明日の一歩として、次に作る資料では、素材サイトを探しにいく前に、欲しい挿絵を「被写体・画風・構図・色」の4要素で1本の指示文に書き、画像生成AIに1枚作らせてみてください。出てきた絵を4要素で直し、使う前に3つの観点で確かめる。その一連を一度やってみると、絵探しに溶けていた時間が、ぐっと短くなります。
さらに進みたい方へ。作った画像を使って資料そのものを組み立てる手順はAI資料作成入門、画像を見やすく配置する整形は資料デザインの基本、ことばの頼み方をもっと深めるならAIプロンプトの基本へ進むのが次のステップです。

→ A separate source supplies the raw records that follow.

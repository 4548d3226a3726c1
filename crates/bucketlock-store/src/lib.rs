//! bucketlock Store - Object store gateway for lease markers
//!
//! This crate provides:
//! - The [`MarkerGateway`] capability surface (list by prefix, exists, create marker, delete)
//! - An in-memory gateway for tests and single-process use
//! - A gateway over any `object_store` backend (S3, IBM COS, GCS, Azure, local)
//! - A URL based client builder

pub mod client;
pub mod error;
pub mod gateway;
pub mod memory;
pub mod remote;

// Re-export commonly used types
pub use client::connect;
pub use error::{Result, StoreError};
pub use gateway::{MarkerEntry, MarkerGateway};
pub use memory::InMemoryGateway;
pub use remote::ObjectStoreGateway;
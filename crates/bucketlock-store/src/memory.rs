//! In-memory marker gateway
//!
//! Behaves like a strongly consistent bucket. Used by tests and by processes
//! that only need to coordinate tasks within themselves.

use std::collections::HashMap;
use std::sync::atomic::{AtomicBool, Ordering};

use async_trait::async_trait;
use chrono::{DateTime, Utc};
use parking_lot::Mutex;

use crate::error::{Result, StoreError};
use crate::gateway::{MarkerEntry, MarkerGateway};

#[derive(Debug, Default)]
pub struct InMemoryGateway {
    objects: Mutex<HashMap<String, DateTime<Utc>>>,
    unavailable: AtomicBool,
}

impl InMemoryGateway {
    pub fn new() -> Self {
        Self::default()
    }

    /// Write a marker with an explicit timestamp, e.g. to simulate a crashed owner
    pub fn insert_marker_at(&self, key: impl Into<String>, last_modified: DateTime<Utc>) {
        self.objects.lock().insert(key.into(), last_modified);
    }

    /// Snapshot of all stored keys
    pub fn keys(&self) -> Vec<String> {
        self.objects.lock().keys().cloned().collect()
    }

    /// Make every operation fail until switched back
    pub fn set_unavailable(&self, unavailable: bool) {
        self.unavailable.store(unavailable, Ordering::SeqCst);
    }

    fn check_available(&self) -> Result<()> {
        if self.unavailable.load(Ordering::SeqCst) {
            return Err(StoreError::Unavailable("in-memory store switched off".to_string()));
        }
        Ok(())
    }
}

#[async_trait]
impl MarkerGateway for InMemoryGateway {
    async fn list_by_prefix(&self, prefix: &str) -> Result<Vec<MarkerEntry>> {
        self.check_available()?;
        Ok(self
            .objects
            .lock()
            .iter()
            .filter(|(key, _)| key.starts_with(prefix))
            .map(|(key, last_modified)| MarkerEntry::new(key.clone(), *last_modified))
            .collect())
    }

    async fn exists(&self, key: &str) -> Result<bool> {
        self.check_available()?;
        Ok(self.objects.lock().contains_key(key))
    }

    async fn create_marker(&self, key: &str) -> Result<()> {
        self.check_available()?;
        self.objects.lock().insert(key.to_string(), Utc::now());
        Ok(())
    }

    async fn delete(&self, key: &str) -> Result<()> {
        self.check_available()?;
        self.objects.lock().remove(key);
        Ok(())
    }
}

本講座の特典として、被写体・画風・構図・色の4要素と、使う前の3つのチェック(権利・社外秘・正確さ)を1枚にまとめた「画像生成プロンプト4要素チェックシート」をご用意しています。シートの入手は、無料会員登録からどうぞ。
よくある質問
画像生成AIを使うのに絵心やデザインソフトは必要ですか
必要ありません。欲しい絵を被写体・画風・構図・色の4要素でことばにできれば、その指示文から画像が作れます。コツは描く力ではなく言語化です。
同じ指示なのに毎回ちがう絵が出るのはなぜですか
画像生成AIは既存の絵を検索するのではなく、毎回その場で描き起こすためです。スタート地点がランダムなので、同じ注文でも一点ものが生まれます。何案か出して選びましょう。
思った絵が出ないときはどうすればよいですか
最初から完璧を狙わず、4要素のどれがイメージと違うかを見極め、その要素だけことばを足し引きして作り直します。全部を書き直す必要はありません。
AIが作った画像はそのまま資料に使ってよいですか
使う前の確認が要ります。既存作品と似ていないか(権利)、機密・個人情報を入れていないか(社外秘)、データ風の図表を事実として載せていないか(正確さ)を確かめましょう。